At a fashion shoot, two Hush Puppies executives – Owen Baxter and Geoffrey Lewis – ran into a stylist from New York, who told them that the classic Hush Puppies had suddenly become hip in the clubs and bars of downtown Manhattan. ‘We were being told,’ Baxter recalls, ‘that there were resale shops in the Village, in Soho, where the shoes were being sold. People were going to the Ma and Pa stores, the little stores that still carried them, and buying them up.’ Baxter and Lewis were baffled at first. It made no sense to them that shoes that were so obviously out of fashion should make a comeback. ‘We were told that Isaac Mizrahi was wearing the shoes himself,’ Lewis says. ‘I think it’s fair to say that, at the time, we had no idea who Isaac Mizrahi was.’
By the fall of 1995, things began to happen in a rush. First the designer John Bartlett called. He wanted to use Hush Puppies in his spring collection.

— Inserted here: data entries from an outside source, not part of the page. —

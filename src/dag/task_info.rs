// src/dag/task_info.rs

//! Task metadata and per-run state management.

use std::fmt;

use crate::dag::graph::TaskAction;
use crate::types::TaskName;

/// Per-run state of a task (internal).
#[derive(Debug, Clone, PartialEq, Eq)]
pub enum RunState {
    /// Task is part of this run but is waiting on dependencies.
    Pending,
    /// Task has been dispatched to the executor and is currently running.
    Running,
    Succeeded,
    Failed,
    /// Never started because `.0` (a transitive dependency) failed.
    Skipped(TaskName),
    /// Never started because the run was cancelled.
    Cancelled,
}

impl RunState {
    pub fn is_terminal(&self) -> bool {
        !matches!(self, RunState::Pending | RunState::Running)
    }
}

/// Public, read-only view of a task's per-run state.
///
/// This is exposed for tests and diagnostics without leaking the internal
/// `RunState` type.
#[derive(Debug, Clone, PartialEq, Eq)]
pub enum TaskRunState {
    /// The task is not participating in the current run.
    NotInRun,
    Pending,
    Running,
    Succeeded,
    Failed,
    Skipped { failed_dependency: TaskName },
    Cancelled,
}

impl From<&Option<RunState>> for TaskRunState {
    fn from(state: &Option<RunState>) -> Self {
        match state {
            None => TaskRunState::NotInRun,
            Some(RunState::Pending) => TaskRunState::Pending,
            Some(RunState::Running) => TaskRunState::Running,
            Some(RunState::Succeeded) => TaskRunState::Succeeded,
            Some(RunState::Failed) => TaskRunState::Failed,
            Some(RunState::Skipped(dep)) => TaskRunState::Skipped {
                failed_dependency: dep.clone(),
            },
            Some(RunState::Cancelled) => TaskRunState::Cancelled,
        }
    }
}

/// Static task information taken from the graph, plus per-run state.
#[derive(Clone)]
pub struct TaskInfo {
    pub name: TaskName,
    /// Direct dependencies for this task.
    pub deps: Vec<TaskName>,
    pub action: TaskAction,

    /// Per-run state (None if not participating in the current run).
    pub run_state: Option<RunState>,

    /// How many times the action was dispatched in the current run. The
    /// scheduler guarantees this never exceeds 1.
    pub dispatched: u32,
}

impl fmt::Debug for TaskInfo {
    fn fmt(&self, f: &mut fmt::Formatter<'_>) -> fmt::Result {
        f.debug_struct("TaskInfo")
            .field("name", &self.name)
            .field("deps", &self.deps)
            .field("run_state", &self.run_state)
            .field("dispatched", &self.dispatched)
            .finish_non_exhaustive()
    }
}

impl TaskInfo {
    pub fn new(name: TaskName, deps: Vec<TaskName>, action: TaskAction) -> Self {
        Self {
            name,
            deps,
            action,
            run_state: None,
            dispatched: 0,
        }
    }
}

/// Description of a task that the scheduler wants the executor to run now.
#[derive(Clone)]
pub struct ScheduledTask {
    pub name: TaskName,
    pub action: TaskAction,
    /// Monotonically increasing run identifier.
    pub run_id: u64,
}

impl fmt::Debug for ScheduledTask {
    fn fmt(&self, f: &mut fmt::Formatter<'_>) -> fmt::Result {
        f.debug_struct("ScheduledTask")
            .field("name", &self.name)
            .field("run_id", &self.run_id)
            .finish_non_exhaustive()
    }
}

impl ScheduledTask {
    pub fn from_task_info(info: &TaskInfo, run_id: u64) -> Self {
        Self {
            name: info.name.clone(),
            action: info.action.clone(),
            run_id,
        }
    }
}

Then another Manhattan designer, Anna Sui, called, wanting shoes for her show as well. In Los Angeles, the designer Joel Fitzgerald put a twenty-five-foot inflatable basset hound – the symbol of the Hush Puppie brand – on the roof of his Hollywood store and gutted an adjoining art gallery to turn it into a Hush Puppies boutique. While he was still painting and putting up shelves, the actor Pee-Wee Herman walked in and asked for a couple of pairs. ‘It was total word of mouth,’ Fitzgerald remembers.

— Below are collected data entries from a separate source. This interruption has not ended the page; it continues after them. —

// src/logging.rs

//! Logging setup for `assetdag` using `tracing` + `tracing-subscriber`.
//!
//! Priority for determining the log filter:
//! 1. `--log-level` CLI flag (if provided)
//! 2. `ASSETDAG_LOG` environment variable (a level such as "debug", or a
//!    full filter directive such as "assetdag::watch=trace,info")
//! 3. default to `info`
//!
//! Logs are sent to STDERR so that stdout carries only the build summary
//! and the dry-run plan.

use anyhow::{anyhow, Result};
use tracing_subscriber::{fmt, EnvFilter};

use crate::cli::LogLevel;

pub const LOG_ENV_VAR: &str = "ASSETDAG_LOG";

/// Initialise the global logging subscriber.
///
/// Safe to call once at startup.
pub fn init_logging(cli_level: Option<LogLevel>) -> Result<()> {
    let filter = match cli_level {
        Some(lvl) => EnvFilter::new(level_from_log_level(lvl).as_str()),
        None => std::env::var(LOG_ENV_VAR)
            .ok()
            .and_then(|s| parse_filter(&s))
            .unwrap_or_else(|| EnvFilter::new("info")),
    };

    fmt()
        .with_env_filter(filter)
        .with_target(true)
        .with_thread_ids(false)
        .with_thread_names(false)
        .with_writer(std::io::stderr)
        .try_init()
        .map_err(|err| anyhow!("failed to initialise logging: {err}"))
}

fn level_from_log_level(lvl: LogLevel) -> tracing::Level {
    match lvl {
        LogLevel::Error => tracing::Level::ERROR,
        LogLevel::Warn => tracing::Level::WARN,
        LogLevel::Info => tracing::Level::INFO,
        LogLevel::Debug => tracing::Level::DEBUG,
        LogLevel::Trace => tracing::Level::TRACE,
    }
}

fn parse_filter(s: &str) -> Option<EnvFilter> {
    let s = s.trim();
    if s.is_empty() {
        return None;
    }
    let s = if s.eq_ignore_ascii_case("warning") { "warn" } else { s };
    EnvFilter::try_new(s.to_lowercase()).ok()
}
use std::collections::BTreeMap;
use std::path::PathBuf;

use assetdag::config::{
    ConfigFile, ConfigSection, DefaultSection, RawConfigFile, StageCondition, StageConfig,
    TaskConfig,
};
use assetdag::dag::{noop_action, TaskGraph};
use assetdag::errors::Result;
use assetdag::types::BuildMode;

/// Builder for `ConfigFile` to simplify test setup.
pub struct ConfigFileBuilder {
    config: RawConfigFile,
}

impl ConfigFileBuilder {
    pub fn new() -> Self {
        Self {
            config: RawConfigFile {
                config: ConfigSection::default(),
                default: DefaultSection::default(),
                task: BTreeMap::new(),
            },
        }
    }

    pub fn with_task(mut self, name: &str, task: TaskConfig) -> Self {
        self.config.task.insert(name.to_string(), task);
        self
    }

    pub fn with_default_exclude(mut self, pattern: &str) -> Self {
        self.config.default.exclude.push(pattern.to_string());
        self
    }

    pub fn output_root(mut self, dir: &str) -> Self {
        self.config.config.output_root = PathBuf::from(dir);
        self
    }

    pub fn debounce_ms(mut self, ms: u64) -> Self {
        self.config.config.debounce_ms = ms;
        self
    }

    pub fn mode(mut self, mode: BuildMode) -> Self {
        self.config.config.mode = mode;
        self
    }

    /// Validate; configuration errors are returned for tests that expect them.
    pub fn try_build(self) -> Result<ConfigFile> {
        ConfigFile::try_from(self.config)
    }

    pub fn build(self) -> ConfigFile {
        self.try_build()
            .expect("Failed to build valid config from builder")
    }
}

impl Default for ConfigFileBuilder {
    fn default() -> Self {
        Self::new()
    }
}

/// Builder for `TaskConfig`.
pub struct TaskConfigBuilder {
    task: TaskConfig,
}

impl TaskConfigBuilder {
    /// A pipeline task reading `sources`.
    pub fn new(sources: &[&str]) -> Self {
        Self {
            task: TaskConfig {
                sources: sources.iter().map(|s| s.to_string()).collect(),
                ..TaskConfig::default()
            },
        }
    }

    /// A task without sources: succeeds once its dependencies do.
    pub fn group() -> Self {
        Self::new(&[])
    }

    pub fn after(mut self, dep: &str) -> Self {
        self.task.after.push(dep.to_string());
        self
    }

    pub fn exclude(mut self, pattern: &str) -> Self {
        self.task.exclude.push(pattern.to_string());
        self
    }

    pub fn base(mut self, dir: &str) -> Self {
        self.task.base = Some(PathBuf::from(dir));
        self
    }

    pub fn dest(mut self, dir: &str) -> Self {
        self.task.dest = Some(PathBuf::from(dir));
        self
    }

    pub fn watch(mut self, pattern: &str) -> Self {
        self.task
            .watch
            .get_or_insert_with(Vec::new)
            .push(pattern.to_string());
        self
    }

    pub fn no_watch(mut self) -> Self {
        self.task.watch = Some(Vec::new());
        self
    }

    pub fn command(mut self, name: &str, cmd: &str) -> Self {
        self.task.stages.push(StageConfig::Command {
            name: Some(name.to_string()),
            cmd: cmd.to_string(),
            input: None,
            output: None,
            rename_ext: None,
            when: None,
        });
        self
    }

    pub fn minify(mut self, when: Option<StageCondition>) -> Self {
        self.task.stages.push(StageConfig::Minify { when });
        self
    }

    pub fn concat(mut self, file: &str) -> Self {
        self.task.stages.push(StageConfig::Concat {
            file: file.to_string(),
            separator: None,
        });
        self
    }

    pub fn stage(mut self, stage: StageConfig) -> Self {
        self.task.stages.push(stage);
        self
    }

    pub fn build(self) -> TaskConfig {
        self.task
    }
}

/// A graph of no-op tasks; `edges` lists `(task, deps)` in registration order.
pub fn noop_graph(edges: &[(&str, &[&str])]) -> TaskGraph {
    let mut graph = TaskGraph::new();
    for (name, deps) in edges {
        graph
            .add_task(*name, deps.iter().copied(), noop_action())
            .expect("valid noop graph");
    }
    graph
}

In 1995, the company sold 430,000 pairs of the classic Hush Puppies, the following year it sold four times that, and the year after that still more, until Hush Puppies were once again a staple of the wardrobe of the young American male. In 1996, Hush Puppies won the prize for the best accessory at the Council of Fashion Designers awards dinner at the Lincoln Center, and the president of the firm stood up on the stage with Calvin Klein and Donna Karan, and accepted an award for an achievement that – as he would be the first to admit – his company had almost nothing to do with. Hush Puppies had suddenly exploded, and it all started with a handful of kids in the East Village and Soho.

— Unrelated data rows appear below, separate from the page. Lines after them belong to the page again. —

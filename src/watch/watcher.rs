// src/watch/watcher.rs

use std::path::PathBuf;
use std::sync::Arc;

use anyhow::{Context, Result};
use notify::{Config, Event, EventKind, RecommendedWatcher, RecursiveMode, Watcher};
use tokio::task::JoinHandle;
use tokio_util::sync::CancellationToken;
use tracing::{debug, info, warn};

use crate::watch::controller::WatchController;
use crate::watch::path_utils::{is_within, relative_str};

/// Handle for the filesystem watcher.
///
/// Keeps the underlying `RecommendedWatcher` alive; dropping the handle
/// stops file watching.
pub struct WatcherHandle {
    _inner: RecommendedWatcher,
    forwarder: JoinHandle<()>,
}

impl std::fmt::Debug for WatcherHandle {
    fn fmt(&self, f: &mut std::fmt::Formatter<'_>) -> std::fmt::Result {
        f.debug_struct("WatcherHandle").finish_non_exhaustive()
    }
}

impl WatcherHandle {
    /// Stop watching and wait for the forwarding task to drain.
    pub async fn stop(self) {
        drop(self._inner);
        if let Err(err) = self.forwarder.await {
            warn!(error = %err, "watch event forwarder failed");
        }
    }
}

/// Watch `root` recursively and route every changed path to `controller`.
///
/// - `root` is the project root; patterns are evaluated against paths
///   relative to it.
/// - Paths under `output_root` (project-relative) are ignored so that
///   writing artifacts never triggers a rebuild.
/// - Forwarding stops once `cancel` fires.
pub fn spawn_watcher(
    root: impl Into<PathBuf>,
    output_root: impl Into<PathBuf>,
    controller: Arc<WatchController>,
    cancel: CancellationToken,
) -> Result<WatcherHandle> {
    let root = root.into();
    // Canonicalize once so we have a stable base path.
    let root = root.canonicalize().unwrap_or(root);
    let output_root = output_root.into();

    // Channel from the blocking notify callback into the async world.
    let (event_tx, mut event_rx) = tokio::sync::mpsc::unbounded_channel::<Event>();

    let mut watcher = RecommendedWatcher::new(
        move |res: notify::Result<Event>| match res {
            Ok(event) => {
                // The receiver is gone once the session is stopping.
                let _ = event_tx.send(event);
            }
            Err(err) => warn!(error = %err, "file watch error"),
        },
        Config::default(),
    )
    .context("creating file watcher")?;

    watcher
        .watch(&root, RecursiveMode::Recursive)
        .with_context(|| format!("watching {:?}", root))?;

    info!(root = ?root, "file watcher started");

    let forwarder = tokio::spawn(async move {
        loop {
            let event = tokio::select! {
                biased;
                _ = cancel.cancelled() => break,
                received = event_rx.recv() => match received {
                    Some(event) => event,
                    None => break,
                },
            };

            if !matches!(
                event.kind,
                EventKind::Create(_) | EventKind::Modify(_) | EventKind::Remove(_)
            ) {
                continue;
            }

            for path in &event.paths {
                let Some(rel) = relative_str(&root, path) else {
                    debug!(path = ?path, root = ?root, "event outside project root; ignoring");
                    continue;
                };
                if is_within(&rel, &output_root) {
                    continue;
                }
                let notified = controller.dispatch(&rel);
                debug!(path = %rel, bindings = notified, "file change");
            }
        }
        debug!("watcher event loop finished");
    });

    Ok(WatcherHandle {
        _inner: watcher,
        forwarder,
    })
}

How did that happen? Those first few kids, whoever they were, weren’t deliberately trying to promote Hush Puppies. They were wearing them precisely because no one else would wear them. Then the fad spread to two fashion designers who used the shoes to peddle something else – haute couture. The shoes were an incidental touch. No one was trying to make Hush Puppies a trend. Yet, somehow, that’s exactly what happened. The shoes passed a certain point in popularity and they tipped. How does a thirty-dollar pair of shoes go from a handful of downtown Manhattan hipsters and designers to every mall in America in the space of two years?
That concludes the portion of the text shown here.